On the other hand, inward foreign direct investment exceeds outward FDI by ISK 615bn, and as of end-Q3, Iceland’s foreign borrowings exceeded its direct and indirect foreign lending by ISK 1,221bn. Fortunately, the bulk of this external debt is denominated in foreign currency and therefore bears far lower interest than it would otherwise. Nevertheless, foreign interest rates have been on the rise recently, and interest expense on these foreign loans is therefore likely to increase steadily as a share of the debt position in the coming term. Ultimately, though, investment income from Iceland’s foreign shareholdings will probably come out on top, given that the pension funds reinvest the vast majority of it as long as inflows of premiums exceed outflows of pension benefits.

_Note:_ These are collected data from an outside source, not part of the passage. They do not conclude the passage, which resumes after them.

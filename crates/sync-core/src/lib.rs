//! sync-core: Shared Rust library for end-to-end encrypted workspace sync.
//!
//! This crate provides the core functionality for:
//! - Encrypting note content before it leaves the device
//! - Account sessions, token refresh, and device identity
//! - The per-workspace sync index and change cursor
//! - Conflict detection and resolution between devices
//! - WorkspaceFs, KvStore, and RemoteStore trait abstractions

pub mod auth;
pub mod config;
pub mod conflict;
pub mod credentials;
pub mod database;
pub mod device;
pub mod encryption;
pub mod events;
pub mod fingerprint;
pub mod fs;
pub mod manager;
pub mod paths;
pub mod remote;
pub mod tokens;

pub use auth::{AuthError, AuthService};
pub use config::{JsonFileStore, KvStore, MemoryKvStore, SyncSettings};
pub use conflict::{SyncDecision, conflict_copy_path};
pub use credentials::{CredentialError, CredentialStorage};
pub use database::{ConflictRecord, FileRecord, LocalDatabase, ResolutionStrategy, content_hash};
pub use device::{Device, DeviceManager};
pub use encryption::{
    EncryptionError, EncryptionManager, derive_workspace_key, derive_workspace_salt,
};
pub use events::{EventBus, Subscription, SyncEvent, SyncState};
pub use fingerprint::device_fingerprint;
pub use fs::{DirEntry, FileStat, MemoryFs, StorageError, WorkspaceFs};
pub use manager::{CancelToken, CycleReport, SyncError, SyncManager, SyncOutcome};
pub use paths::{PathError, PathManager, validate_sync_path};
pub use remote::{
    ChangePage, HttpRemoteStore, MemoryRemoteStore, RemoteChange, RemoteError, RemoteStore,
    Session,
};
pub use tokens::{TokenError, TokenManager};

Favourable shift towards a better balanced economy
On the whole, the CBI’s new figures can only be viewed as highly favourable, and they are well in sync with other indicators implying that the economy is rebalancing rapidly, as we have reported recently. We are of the opinion that the brief current account deficit episode is at an end for now. Although we have little chance of returning to the days of the fat surpluses that characterised much of the 2010s, the outlook is for a well balanced current account in coming years.
It is gratifying to see Iceland’s NIIP improving again, and it appears likelier to strengthen further rather than weakening. Positive developments in the external balance and external asset position are enormously important for a country like Iceland, a small open economy with a floating currency, which in the past has been well acquainted with the pitfalls of imbalances and a poor external asset position.